ACTIVITY ▸
Some entries follow. Reproduce exactly the lines starting at the one with "filename src/models/model.rs" and stopping after the one with "so calls are".

Stored dataset items
/---

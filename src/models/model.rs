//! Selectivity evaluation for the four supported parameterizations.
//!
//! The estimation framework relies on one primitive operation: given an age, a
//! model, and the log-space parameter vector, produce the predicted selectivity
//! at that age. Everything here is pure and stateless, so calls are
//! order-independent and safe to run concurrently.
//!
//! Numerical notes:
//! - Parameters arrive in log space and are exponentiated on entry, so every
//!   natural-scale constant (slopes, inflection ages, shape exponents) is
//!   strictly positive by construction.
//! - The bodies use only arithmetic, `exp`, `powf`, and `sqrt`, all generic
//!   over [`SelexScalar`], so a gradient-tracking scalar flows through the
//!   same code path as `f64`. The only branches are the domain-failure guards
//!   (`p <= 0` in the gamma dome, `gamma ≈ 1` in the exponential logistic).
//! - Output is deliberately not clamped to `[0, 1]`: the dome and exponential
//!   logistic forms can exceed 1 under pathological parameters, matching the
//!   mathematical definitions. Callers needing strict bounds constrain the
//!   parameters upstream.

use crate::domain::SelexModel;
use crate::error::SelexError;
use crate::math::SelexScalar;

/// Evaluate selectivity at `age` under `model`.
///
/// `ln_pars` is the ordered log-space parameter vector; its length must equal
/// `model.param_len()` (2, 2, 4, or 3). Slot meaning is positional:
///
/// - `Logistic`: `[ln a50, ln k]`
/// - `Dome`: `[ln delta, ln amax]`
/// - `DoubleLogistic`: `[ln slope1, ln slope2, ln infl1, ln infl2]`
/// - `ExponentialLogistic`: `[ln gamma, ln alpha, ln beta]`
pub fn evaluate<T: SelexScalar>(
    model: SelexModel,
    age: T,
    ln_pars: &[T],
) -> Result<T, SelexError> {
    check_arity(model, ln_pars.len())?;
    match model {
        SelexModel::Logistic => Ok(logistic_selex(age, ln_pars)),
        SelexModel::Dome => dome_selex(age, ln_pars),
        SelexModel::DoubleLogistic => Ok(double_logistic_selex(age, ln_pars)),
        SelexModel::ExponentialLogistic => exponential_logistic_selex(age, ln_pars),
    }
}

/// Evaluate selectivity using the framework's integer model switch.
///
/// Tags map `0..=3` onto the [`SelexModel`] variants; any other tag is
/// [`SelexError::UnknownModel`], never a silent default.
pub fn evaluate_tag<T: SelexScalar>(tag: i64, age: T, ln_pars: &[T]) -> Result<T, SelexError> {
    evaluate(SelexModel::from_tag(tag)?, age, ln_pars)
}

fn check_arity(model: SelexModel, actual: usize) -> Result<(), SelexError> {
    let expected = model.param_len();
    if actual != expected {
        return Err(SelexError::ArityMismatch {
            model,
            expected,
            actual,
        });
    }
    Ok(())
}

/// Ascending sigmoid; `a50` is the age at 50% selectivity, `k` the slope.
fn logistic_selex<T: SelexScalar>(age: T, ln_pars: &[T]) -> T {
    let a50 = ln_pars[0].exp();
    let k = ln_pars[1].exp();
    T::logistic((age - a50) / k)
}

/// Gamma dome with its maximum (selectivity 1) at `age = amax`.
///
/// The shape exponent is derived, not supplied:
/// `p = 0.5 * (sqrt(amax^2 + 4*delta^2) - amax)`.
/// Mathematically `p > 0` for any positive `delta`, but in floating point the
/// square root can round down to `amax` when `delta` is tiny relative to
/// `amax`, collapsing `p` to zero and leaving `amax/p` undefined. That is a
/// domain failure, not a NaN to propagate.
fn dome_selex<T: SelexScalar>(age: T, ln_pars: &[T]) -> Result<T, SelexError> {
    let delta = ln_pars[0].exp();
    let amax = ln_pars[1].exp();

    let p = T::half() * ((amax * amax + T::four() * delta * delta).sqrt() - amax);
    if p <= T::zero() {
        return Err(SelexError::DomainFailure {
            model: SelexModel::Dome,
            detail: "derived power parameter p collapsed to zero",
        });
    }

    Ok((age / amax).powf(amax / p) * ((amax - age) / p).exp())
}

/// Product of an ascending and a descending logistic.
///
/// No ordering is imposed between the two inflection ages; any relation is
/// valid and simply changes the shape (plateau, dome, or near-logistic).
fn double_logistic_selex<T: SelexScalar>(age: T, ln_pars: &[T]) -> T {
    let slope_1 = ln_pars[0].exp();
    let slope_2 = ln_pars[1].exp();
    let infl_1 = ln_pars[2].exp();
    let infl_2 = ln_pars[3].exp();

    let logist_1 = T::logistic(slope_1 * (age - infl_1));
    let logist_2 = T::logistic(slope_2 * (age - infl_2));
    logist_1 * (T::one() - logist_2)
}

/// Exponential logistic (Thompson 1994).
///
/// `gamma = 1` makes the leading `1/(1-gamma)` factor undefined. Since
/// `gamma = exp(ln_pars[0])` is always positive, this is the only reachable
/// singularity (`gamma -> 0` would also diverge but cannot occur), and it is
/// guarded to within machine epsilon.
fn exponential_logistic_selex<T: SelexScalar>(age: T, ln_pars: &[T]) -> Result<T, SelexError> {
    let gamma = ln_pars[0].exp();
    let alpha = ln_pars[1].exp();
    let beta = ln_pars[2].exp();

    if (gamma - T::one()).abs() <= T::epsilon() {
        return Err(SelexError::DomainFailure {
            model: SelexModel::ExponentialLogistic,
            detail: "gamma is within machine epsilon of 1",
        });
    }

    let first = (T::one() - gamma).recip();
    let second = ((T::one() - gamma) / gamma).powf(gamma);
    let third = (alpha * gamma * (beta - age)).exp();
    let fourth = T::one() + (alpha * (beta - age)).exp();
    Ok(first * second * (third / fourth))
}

\---
/---

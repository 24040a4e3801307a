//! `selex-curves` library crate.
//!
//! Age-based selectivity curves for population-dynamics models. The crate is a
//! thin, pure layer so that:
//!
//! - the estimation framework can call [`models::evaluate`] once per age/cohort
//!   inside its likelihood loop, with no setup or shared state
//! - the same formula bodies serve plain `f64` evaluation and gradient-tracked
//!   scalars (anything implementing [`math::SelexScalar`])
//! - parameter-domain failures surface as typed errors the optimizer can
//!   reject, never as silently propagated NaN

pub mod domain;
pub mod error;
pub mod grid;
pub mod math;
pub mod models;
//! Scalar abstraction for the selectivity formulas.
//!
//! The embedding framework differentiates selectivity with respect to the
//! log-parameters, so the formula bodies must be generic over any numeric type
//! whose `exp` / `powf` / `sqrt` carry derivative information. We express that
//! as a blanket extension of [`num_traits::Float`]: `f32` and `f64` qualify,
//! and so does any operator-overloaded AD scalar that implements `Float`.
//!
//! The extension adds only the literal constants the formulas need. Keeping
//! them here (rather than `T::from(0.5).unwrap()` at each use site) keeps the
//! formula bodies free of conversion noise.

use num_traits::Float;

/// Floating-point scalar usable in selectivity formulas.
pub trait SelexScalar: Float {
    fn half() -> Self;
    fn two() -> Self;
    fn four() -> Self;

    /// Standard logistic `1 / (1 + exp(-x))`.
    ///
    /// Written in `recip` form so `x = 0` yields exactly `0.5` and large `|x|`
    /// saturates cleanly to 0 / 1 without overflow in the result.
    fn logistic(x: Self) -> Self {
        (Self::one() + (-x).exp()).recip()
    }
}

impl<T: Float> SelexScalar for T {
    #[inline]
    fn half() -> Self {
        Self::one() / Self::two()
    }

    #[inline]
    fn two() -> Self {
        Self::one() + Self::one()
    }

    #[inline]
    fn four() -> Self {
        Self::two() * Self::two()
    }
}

\---
/---

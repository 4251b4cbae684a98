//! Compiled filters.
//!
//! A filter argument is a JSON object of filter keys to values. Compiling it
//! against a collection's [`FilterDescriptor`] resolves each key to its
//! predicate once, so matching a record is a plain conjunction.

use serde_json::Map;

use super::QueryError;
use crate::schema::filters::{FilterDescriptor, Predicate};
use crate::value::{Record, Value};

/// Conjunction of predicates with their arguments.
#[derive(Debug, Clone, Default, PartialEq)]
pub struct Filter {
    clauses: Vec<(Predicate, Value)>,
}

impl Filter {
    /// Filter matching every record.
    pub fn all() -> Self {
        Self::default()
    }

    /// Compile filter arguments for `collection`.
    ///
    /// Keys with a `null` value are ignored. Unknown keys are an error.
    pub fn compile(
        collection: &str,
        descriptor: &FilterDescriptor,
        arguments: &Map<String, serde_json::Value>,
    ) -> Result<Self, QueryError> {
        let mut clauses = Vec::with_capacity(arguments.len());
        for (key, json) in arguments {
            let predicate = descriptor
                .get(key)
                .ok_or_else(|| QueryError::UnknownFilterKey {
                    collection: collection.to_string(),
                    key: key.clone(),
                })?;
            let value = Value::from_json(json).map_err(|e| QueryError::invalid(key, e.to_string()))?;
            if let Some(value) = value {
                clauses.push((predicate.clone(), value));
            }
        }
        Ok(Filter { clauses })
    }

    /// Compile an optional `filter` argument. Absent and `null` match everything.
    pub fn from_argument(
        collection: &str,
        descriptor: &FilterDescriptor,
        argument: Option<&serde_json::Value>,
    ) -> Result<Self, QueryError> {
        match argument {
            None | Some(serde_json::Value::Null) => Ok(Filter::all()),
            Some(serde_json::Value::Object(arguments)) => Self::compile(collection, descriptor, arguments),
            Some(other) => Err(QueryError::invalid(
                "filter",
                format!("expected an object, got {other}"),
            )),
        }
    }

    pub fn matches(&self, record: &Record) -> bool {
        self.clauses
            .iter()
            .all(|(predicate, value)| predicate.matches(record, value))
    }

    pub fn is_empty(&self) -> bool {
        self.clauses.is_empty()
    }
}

\---

SOLVED EXERCISE ▸
filename src/models/model.rs
//! Selectivity evaluation for the four supported parameterizations.
//!
//! The estimation framework relies on one primitive operation: given an age, a
//! model, and the log-space parameter vector, produce the predicted selectivity
//! at that age. Everything here is pure and stateless, so calls are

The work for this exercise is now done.